Change's Blog

Today's Pandemic

It is Thursday, the 18th of December 2025. I have been thinking about writing my own book. But what would one write about? I wish to write like authors from the 1500s, but that seems a bit far-fetched. They just tend to conceptualize modern, or then modern, issues in such a terrific way. It seems like it’s just a gift or talent, the way they write sentences and create such authentic books.

I’m now only talking about what I reckon the books are like. I have never read a book from back then. It feels quite scary to really start. I find literature such an amazing concept, the idea that writing is art does not come as a surprise to me. To be able to create stories, either fiction or non-fiction, and write about it. Hundreds of words, sentences, paragraphs, chapters.

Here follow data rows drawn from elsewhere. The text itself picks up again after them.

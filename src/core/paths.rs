//! Absolute path resolution for source and output locations.
//!
//! Resolution is non-strict: the existing prefix of a path is resolved
//! through the filesystem (symlinks followed), and the missing remainder is
//! appended lexically with `.` dropped and `..` applied to the resolved parent.
use std::fs;
use std::io::ErrorKind;
use std::path::{Component, Path, PathBuf};

use tracing::trace;

use crate::error::{Error, Result};

/// Resolve `path` to an absolute path. Relative paths are taken against the
/// current working directory. The path does not need to exist.
pub fn resolve_path(path: &Path) -> Result<PathBuf> {
    let absolute = if path.is_absolute() {
        path.to_path_buf()
    } else {
        std::env::current_dir()
            .map_err(|e| Error::resolve(path, e))?
            .join(path)
    };

    let resolved = resolve_components(&absolute).map_err(|e| Error::resolve(path, e))?;
    trace!("Resolved {:?} -> {:?}", path, resolved);
    Ok(resolved)
}

fn resolve_components(absolute: &Path) -> std::io::Result<PathBuf> {
    let mut resolved = PathBuf::new();

    for component in absolute.components() {
        match component {
            Component::Prefix(_) | Component::RootDir => resolved.push(component.as_os_str()),
            Component::CurDir => {}
            Component::ParentDir => {
                resolved.pop();
            }
            Component::Normal(name) => {
                resolved.push(name);
                resolved = follow_link(resolved)?;
            }
        }
    }

    Ok(resolved)
}

/// Follow `candidate` if it is a symlink. Missing entries are kept as-is.
fn follow_link(candidate: PathBuf) -> std::io::Result<PathBuf> {
    let metadata = match fs::symlink_metadata(&candidate) {
        Ok(metadata) => metadata,
        Err(e) if is_missing(&e) => return Ok(candidate),
        Err(e) => return Err(e),
    };

    if !metadata.file_type().is_symlink() {
        return Ok(candidate);
    }

    match fs::canonicalize(&candidate) {
        Ok(target) => Ok(target),
        // Dangling link: keep resolving through its target lexically.
        Err(e) if is_missing(&e) => {
            let target = fs::read_link(&candidate)?;
            let base = candidate.parent().map(Path::to_path_buf).unwrap_or_default();
            resolve_components(&base.join(target))
        }
        Err(e) => Err(e),
    }
}

fn is_missing(e: &std::io::Error) -> bool {
    matches!(e.kind(), ErrorKind::NotFound | ErrorKind::NotADirectory)
}
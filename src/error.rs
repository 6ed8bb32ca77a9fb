//! Crate-level error type and `Result` alias for stable, structured error handling.
//! Converts underlying I/O and JSON errors, and provides semantic variants for
//! path resolution, extractor configuration and extractor process failures.
use std::path::PathBuf;
use std::process::ExitStatus;

use thiserror::Error;

pub type Result<T> = std::result::Result<T, Error>;

#[derive(Debug, Error)]
pub enum Error {
    #[error("I/O error: {0}")]
    Io(#[from] std::io::Error),

    #[error("Failed to resolve path {}: {source}", .path.display())]
    Resolve {
        path: PathBuf,
        #[source]
        source: std::io::Error,
    },

    #[error("Invalid extractor config {}: {reason}", .path.display())]
    Config { path: PathBuf, reason: String },

    #[error("Invalid extractor configuration: {0}")]
    InvalidConfig(String),

    #[error("Failed to encode extraction request: {0}")]
    Encode(#[from] serde_json::Error),

    #[error("Failed to start extractor `{program}`: {source}")]
    Spawn {
        program: String,
        #[source]
        source: std::io::Error,
    },

    #[error("Extractor `{program}` failed: {status}")]
    ExtractorFailed { program: String, status: ExitStatus },
}

impl Error {
    pub fn resolve(path: impl Into<PathBuf>, source: std::io::Error) -> Self {
        Error::Resolve {
            path: path.into(),
            source,
        }
    }
}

I feel like writing is not as much of a thing as it was in earlier days. Though I must say, writing was never really a big trend. But it just seems like there isn’t someone out there who writes of today’s issues. I mean someone of a young age, below thirty preferably, taking time to create their own book. Today’s pandemic is short form content. It genuinely fries the brain, I know it fried mine. I feel the lack of motivation and the urge to go back to the app and scroll some more.

The rise of AI and digitalization has come with its perks as much as it has come with downsides. On one hand AI helps in great ways, coming up with ideas, checking grammar, creating assignments that one forgot about, teaching you school material, explaining any and every topic. But as great as those perks are, it seems like the downside looms larger than the gains. The amount of water used per prompt, the idea that it makes our brain lazy, that it is taking over jobs, art is created using AI, causing it to lose the human touch.

Though one must ask, why do people feel drawn to AI this much? The answer is quite simple, people wish to feel heard and have a community, but with social media around and the fact that people don’t have as much of a collective cohesion as back then makes it difficult. AI helps, it’s always there, doesn’t make one feel stupid, you can tell it anything, and worse of all; it answers human like. One tends to forget it's artificial.

But that is to say, was there really a cohesion back then? Everyone talks about how social media killed romance, but did it really kill romance if everyone already acted in this way, but since social media makes everything so easily accessible, we can now see it all for ourselves.

It’s funny really, how in every timeline there something is to blame for the way we act.